The task: Print exactly the lines below between the line holding "use crate::checkpoint::metadata::ModelMetadata;" and the line holding "if let Some(version) = parse_version(&name.to_string_lossy())", inclusive, and nothing more.

---- Entries provided

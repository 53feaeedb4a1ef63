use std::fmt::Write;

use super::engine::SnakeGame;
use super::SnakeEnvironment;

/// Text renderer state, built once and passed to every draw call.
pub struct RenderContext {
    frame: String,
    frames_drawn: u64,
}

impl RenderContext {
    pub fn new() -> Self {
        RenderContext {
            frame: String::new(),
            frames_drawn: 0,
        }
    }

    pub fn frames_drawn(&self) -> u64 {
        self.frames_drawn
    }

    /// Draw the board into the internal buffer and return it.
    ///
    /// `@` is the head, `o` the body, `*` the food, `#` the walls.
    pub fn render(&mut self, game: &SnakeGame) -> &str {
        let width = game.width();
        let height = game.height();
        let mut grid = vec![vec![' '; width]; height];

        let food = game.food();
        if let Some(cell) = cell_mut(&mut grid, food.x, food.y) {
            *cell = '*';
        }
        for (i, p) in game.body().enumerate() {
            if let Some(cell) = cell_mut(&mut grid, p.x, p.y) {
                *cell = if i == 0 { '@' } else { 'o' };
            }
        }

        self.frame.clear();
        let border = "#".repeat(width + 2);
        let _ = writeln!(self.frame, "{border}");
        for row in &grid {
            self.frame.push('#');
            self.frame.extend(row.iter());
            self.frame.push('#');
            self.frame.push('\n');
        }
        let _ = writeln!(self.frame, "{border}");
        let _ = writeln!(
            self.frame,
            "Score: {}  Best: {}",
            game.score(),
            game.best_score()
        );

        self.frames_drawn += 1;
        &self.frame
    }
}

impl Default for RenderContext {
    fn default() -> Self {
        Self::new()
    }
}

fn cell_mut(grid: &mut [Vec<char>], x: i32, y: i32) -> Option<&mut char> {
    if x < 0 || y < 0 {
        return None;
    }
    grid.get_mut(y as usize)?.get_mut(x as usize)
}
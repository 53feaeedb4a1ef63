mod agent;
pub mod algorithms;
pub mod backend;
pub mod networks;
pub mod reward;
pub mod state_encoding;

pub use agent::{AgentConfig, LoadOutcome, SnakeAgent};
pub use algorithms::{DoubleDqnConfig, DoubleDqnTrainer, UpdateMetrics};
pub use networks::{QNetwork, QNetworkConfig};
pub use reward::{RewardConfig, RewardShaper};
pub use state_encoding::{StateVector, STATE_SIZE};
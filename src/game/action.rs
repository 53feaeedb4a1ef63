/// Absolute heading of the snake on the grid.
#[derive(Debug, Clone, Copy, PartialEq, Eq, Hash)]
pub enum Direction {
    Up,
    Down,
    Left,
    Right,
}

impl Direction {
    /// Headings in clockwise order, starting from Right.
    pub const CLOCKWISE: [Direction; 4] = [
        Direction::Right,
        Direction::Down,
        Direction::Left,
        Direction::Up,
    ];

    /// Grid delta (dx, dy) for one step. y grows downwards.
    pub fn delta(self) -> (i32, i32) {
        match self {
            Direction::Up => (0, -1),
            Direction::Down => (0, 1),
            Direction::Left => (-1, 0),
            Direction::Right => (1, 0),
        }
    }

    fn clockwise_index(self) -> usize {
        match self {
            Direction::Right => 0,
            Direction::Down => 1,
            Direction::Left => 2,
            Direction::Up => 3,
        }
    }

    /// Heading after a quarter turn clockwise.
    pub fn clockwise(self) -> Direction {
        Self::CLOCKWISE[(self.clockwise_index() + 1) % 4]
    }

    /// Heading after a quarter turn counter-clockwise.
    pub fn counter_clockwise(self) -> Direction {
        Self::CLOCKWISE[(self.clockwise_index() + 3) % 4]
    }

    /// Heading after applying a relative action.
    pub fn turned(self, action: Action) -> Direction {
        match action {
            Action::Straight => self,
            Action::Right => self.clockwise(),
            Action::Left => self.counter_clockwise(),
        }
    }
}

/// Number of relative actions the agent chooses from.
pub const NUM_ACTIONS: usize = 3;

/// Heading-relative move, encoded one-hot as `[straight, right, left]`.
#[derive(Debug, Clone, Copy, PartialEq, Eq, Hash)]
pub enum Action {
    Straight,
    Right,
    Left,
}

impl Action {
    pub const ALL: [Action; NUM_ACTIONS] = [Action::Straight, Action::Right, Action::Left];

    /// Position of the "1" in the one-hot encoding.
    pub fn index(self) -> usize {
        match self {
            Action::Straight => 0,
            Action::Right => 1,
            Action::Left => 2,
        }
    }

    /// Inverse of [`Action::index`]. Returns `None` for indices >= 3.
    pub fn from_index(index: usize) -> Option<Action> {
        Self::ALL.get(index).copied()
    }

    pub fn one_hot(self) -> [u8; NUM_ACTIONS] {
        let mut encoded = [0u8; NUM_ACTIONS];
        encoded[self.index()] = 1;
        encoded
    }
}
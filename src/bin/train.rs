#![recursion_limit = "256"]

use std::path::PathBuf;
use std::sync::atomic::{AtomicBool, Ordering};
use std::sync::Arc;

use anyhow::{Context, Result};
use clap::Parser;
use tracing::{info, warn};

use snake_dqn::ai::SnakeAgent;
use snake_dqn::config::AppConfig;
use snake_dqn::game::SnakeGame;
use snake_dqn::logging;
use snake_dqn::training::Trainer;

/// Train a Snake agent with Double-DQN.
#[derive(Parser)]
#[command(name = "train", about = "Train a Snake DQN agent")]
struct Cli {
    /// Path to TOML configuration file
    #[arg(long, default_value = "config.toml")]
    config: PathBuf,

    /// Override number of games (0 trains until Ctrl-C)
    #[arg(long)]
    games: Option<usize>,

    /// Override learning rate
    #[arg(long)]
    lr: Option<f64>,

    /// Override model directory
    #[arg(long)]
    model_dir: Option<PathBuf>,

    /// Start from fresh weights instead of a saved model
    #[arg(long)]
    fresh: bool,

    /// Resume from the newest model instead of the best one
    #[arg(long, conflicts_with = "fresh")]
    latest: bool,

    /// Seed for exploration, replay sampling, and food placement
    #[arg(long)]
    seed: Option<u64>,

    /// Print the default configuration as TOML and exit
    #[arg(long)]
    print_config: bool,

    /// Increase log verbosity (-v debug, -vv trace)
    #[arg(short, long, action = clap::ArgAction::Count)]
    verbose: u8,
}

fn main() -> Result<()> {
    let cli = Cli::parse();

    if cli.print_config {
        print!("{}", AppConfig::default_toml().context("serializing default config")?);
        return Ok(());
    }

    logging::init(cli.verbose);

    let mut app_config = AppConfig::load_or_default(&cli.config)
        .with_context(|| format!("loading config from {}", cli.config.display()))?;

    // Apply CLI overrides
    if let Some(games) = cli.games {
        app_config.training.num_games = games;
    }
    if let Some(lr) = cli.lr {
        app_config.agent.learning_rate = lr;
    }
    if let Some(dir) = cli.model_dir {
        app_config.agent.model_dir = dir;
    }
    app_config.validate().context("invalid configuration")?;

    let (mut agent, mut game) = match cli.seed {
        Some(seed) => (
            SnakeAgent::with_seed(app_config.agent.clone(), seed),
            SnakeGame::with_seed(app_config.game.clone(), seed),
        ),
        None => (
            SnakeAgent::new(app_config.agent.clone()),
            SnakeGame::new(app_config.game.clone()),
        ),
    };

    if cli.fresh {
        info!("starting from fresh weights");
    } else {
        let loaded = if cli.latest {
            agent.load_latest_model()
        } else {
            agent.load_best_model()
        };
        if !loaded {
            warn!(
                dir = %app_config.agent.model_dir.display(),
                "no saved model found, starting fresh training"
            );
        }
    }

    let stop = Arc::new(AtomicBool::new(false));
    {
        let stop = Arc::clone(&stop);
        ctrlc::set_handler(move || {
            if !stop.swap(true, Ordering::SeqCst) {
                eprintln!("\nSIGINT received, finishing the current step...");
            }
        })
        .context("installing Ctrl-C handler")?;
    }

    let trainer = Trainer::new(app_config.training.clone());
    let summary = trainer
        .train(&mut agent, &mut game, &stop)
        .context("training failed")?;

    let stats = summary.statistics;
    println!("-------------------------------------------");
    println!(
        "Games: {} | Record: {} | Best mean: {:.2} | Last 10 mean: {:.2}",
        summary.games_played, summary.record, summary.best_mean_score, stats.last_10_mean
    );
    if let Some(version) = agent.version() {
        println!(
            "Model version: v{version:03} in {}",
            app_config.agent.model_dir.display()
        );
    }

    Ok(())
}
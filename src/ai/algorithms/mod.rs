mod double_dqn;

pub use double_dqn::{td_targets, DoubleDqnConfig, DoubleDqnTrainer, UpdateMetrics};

--------
---- Entries provided

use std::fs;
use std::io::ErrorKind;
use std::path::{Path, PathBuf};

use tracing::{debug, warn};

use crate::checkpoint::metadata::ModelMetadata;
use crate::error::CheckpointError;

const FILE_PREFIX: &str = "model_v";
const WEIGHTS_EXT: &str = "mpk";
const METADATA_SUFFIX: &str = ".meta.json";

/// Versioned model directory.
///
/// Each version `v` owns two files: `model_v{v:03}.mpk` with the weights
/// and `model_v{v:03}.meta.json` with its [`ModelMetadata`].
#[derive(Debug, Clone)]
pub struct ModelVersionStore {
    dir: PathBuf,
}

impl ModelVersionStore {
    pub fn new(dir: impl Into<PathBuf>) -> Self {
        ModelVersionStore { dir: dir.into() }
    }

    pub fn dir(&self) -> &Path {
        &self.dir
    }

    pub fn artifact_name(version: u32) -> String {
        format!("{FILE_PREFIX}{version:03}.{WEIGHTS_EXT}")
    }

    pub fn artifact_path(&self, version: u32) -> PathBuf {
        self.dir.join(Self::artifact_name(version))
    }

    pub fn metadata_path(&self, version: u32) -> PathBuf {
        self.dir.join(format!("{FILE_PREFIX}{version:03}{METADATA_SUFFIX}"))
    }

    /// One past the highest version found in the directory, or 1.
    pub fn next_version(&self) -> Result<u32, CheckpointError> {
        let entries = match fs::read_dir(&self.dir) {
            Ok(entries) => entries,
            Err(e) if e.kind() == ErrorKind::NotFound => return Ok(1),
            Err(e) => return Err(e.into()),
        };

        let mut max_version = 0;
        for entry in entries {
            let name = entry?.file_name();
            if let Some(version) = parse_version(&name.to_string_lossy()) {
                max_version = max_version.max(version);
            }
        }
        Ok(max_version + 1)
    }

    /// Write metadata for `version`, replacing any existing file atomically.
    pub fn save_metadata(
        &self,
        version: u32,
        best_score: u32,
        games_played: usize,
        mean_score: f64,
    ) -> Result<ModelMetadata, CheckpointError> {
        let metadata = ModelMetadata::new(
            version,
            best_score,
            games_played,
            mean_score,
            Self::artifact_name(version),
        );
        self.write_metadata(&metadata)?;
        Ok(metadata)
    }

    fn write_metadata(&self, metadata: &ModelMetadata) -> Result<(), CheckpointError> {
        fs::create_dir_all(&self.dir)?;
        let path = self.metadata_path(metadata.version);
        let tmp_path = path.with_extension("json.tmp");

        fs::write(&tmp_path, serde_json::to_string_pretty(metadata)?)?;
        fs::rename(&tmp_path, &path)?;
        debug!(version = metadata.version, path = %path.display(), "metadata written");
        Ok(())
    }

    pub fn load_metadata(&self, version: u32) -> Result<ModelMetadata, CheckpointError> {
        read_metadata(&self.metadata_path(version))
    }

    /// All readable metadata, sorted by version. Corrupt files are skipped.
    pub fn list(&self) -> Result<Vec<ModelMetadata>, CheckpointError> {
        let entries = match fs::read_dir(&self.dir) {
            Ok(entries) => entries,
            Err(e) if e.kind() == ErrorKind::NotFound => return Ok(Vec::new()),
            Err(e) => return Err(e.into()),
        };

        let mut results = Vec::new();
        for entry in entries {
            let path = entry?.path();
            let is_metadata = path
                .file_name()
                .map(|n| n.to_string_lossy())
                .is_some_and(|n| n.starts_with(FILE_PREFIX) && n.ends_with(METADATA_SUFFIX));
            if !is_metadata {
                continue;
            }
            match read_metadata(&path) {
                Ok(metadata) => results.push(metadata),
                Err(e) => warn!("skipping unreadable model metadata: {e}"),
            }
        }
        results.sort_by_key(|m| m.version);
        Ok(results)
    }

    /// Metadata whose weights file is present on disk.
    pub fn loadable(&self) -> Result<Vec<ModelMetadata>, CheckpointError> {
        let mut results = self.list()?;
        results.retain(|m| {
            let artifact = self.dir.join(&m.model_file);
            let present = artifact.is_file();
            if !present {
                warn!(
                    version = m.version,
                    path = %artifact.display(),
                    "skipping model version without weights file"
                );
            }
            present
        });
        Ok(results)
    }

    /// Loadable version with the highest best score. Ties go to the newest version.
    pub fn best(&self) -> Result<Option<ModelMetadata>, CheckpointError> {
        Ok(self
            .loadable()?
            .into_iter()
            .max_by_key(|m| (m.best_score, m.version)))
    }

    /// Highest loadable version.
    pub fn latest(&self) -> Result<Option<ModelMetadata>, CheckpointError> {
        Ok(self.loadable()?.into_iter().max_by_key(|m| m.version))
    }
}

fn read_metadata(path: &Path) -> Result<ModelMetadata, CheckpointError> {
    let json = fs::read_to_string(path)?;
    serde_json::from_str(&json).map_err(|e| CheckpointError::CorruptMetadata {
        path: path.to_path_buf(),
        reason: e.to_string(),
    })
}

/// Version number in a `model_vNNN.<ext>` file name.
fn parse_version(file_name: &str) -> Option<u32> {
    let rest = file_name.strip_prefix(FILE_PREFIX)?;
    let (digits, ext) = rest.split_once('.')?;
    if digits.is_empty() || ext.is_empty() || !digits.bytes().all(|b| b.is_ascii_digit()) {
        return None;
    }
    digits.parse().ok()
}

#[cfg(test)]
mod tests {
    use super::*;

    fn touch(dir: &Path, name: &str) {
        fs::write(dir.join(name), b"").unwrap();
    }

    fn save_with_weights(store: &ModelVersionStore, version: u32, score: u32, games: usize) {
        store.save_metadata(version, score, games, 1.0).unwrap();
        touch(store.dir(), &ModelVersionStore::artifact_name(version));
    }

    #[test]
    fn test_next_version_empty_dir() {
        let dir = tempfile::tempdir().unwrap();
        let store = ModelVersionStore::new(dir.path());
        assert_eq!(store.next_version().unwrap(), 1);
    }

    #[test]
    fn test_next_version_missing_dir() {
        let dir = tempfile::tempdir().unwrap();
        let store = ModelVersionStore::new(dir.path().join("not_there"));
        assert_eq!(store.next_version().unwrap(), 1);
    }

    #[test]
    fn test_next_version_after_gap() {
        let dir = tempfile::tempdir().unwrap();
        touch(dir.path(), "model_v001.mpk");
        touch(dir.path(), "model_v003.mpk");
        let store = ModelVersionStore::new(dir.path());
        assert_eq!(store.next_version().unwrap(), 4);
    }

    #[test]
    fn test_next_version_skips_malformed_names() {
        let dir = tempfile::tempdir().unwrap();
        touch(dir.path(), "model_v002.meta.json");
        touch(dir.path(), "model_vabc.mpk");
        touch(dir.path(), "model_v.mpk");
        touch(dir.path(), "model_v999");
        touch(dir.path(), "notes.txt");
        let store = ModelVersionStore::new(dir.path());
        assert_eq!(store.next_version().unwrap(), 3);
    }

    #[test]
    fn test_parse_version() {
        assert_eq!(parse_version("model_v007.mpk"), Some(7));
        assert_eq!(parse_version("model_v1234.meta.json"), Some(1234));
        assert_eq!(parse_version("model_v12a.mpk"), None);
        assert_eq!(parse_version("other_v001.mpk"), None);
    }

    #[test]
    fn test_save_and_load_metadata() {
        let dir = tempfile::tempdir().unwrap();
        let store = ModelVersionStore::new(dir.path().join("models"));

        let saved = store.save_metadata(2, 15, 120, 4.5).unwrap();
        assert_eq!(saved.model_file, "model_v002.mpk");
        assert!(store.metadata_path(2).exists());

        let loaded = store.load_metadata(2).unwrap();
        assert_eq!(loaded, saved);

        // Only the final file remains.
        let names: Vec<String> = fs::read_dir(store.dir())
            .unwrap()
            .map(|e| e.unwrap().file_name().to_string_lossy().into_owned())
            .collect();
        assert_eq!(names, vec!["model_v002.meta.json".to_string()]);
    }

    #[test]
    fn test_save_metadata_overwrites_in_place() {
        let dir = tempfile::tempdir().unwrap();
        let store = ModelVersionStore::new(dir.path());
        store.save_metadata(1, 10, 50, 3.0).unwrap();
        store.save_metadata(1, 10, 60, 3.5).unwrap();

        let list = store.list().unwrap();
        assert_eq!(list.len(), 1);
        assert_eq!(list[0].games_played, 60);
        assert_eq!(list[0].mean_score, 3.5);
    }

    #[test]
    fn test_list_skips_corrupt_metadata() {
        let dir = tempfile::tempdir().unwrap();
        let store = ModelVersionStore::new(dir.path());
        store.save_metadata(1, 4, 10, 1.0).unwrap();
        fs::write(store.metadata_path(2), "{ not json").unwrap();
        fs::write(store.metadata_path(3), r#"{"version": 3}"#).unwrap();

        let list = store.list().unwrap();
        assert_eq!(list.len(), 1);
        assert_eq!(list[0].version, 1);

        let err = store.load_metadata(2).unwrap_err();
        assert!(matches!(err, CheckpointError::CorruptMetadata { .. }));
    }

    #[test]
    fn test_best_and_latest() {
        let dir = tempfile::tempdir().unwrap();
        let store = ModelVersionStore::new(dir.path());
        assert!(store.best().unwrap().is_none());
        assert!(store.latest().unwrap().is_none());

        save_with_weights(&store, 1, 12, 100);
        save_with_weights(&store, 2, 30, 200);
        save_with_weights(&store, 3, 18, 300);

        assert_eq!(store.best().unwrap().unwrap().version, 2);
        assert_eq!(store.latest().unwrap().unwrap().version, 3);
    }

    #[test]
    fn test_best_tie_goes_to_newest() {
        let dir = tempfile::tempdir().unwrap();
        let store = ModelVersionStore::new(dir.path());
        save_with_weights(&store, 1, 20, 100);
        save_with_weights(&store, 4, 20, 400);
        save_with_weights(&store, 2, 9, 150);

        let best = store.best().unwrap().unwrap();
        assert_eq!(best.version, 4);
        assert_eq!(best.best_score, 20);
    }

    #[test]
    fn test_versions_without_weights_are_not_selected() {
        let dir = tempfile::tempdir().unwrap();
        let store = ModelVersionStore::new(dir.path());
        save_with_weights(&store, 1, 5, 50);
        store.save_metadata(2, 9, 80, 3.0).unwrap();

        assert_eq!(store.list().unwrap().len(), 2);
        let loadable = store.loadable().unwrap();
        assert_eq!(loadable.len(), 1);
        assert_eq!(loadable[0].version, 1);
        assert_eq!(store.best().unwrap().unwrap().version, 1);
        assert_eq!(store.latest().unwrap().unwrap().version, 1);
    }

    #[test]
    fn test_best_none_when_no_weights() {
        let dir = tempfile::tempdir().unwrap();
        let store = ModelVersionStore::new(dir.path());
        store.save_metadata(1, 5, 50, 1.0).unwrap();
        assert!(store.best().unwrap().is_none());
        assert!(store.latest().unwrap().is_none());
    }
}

--------

Answer section:
use crate::checkpoint::metadata::ModelMetadata;
use crate::error::CheckpointError;

const FILE_PREFIX: &str = "model_v";
const WEIGHTS_EXT: &str = "mpk";
const METADATA_SUFFIX: &str = ".meta.json";

/// Versioned model directory.
///
/// Each version `v` owns two files: `model_v{v:03}.mpk` with the weights
/// and `model_v{v:03}.meta.json` with its [`ModelMetadata`].
#[derive(Debug, Clone)]
pub struct ModelVersionStore {
    dir: PathBuf,
}

impl ModelVersionStore {
    pub fn new(dir: impl Into<PathBuf>) -> Self {
        ModelVersionStore { dir: dir.into() }
    }

    pub fn dir(&self) -> &Path {
        &self.dir
    }

    pub fn artifact_name(version: u32) -> String {
        format!("{FILE_PREFIX}{version:03}.{WEIGHTS_EXT}")
    }

    pub fn artifact_path(&self, version: u32) -> PathBuf {
        self.dir.join(Self::artifact_name(version))
    }

    pub fn metadata_path(&self, version: u32) -> PathBuf {
        self.dir.join(format!("{FILE_PREFIX}{version:03}{METADATA_SUFFIX}"))
    }

    /// One past the highest version found in the directory, or 1.
    pub fn next_version(&self) -> Result<u32, CheckpointError> {
        let entries = match fs::read_dir(&self.dir) {
            Ok(entries) => entries,
            Err(e) if e.kind() == ErrorKind::NotFound => return Ok(1),
            Err(e) => return Err(e.into()),
        };

        let mut max_version = 0;
        for entry in entries {
            let name = entry?.file_name();
            if let Some(version) = parse_version(&name.to_string_lossy()) {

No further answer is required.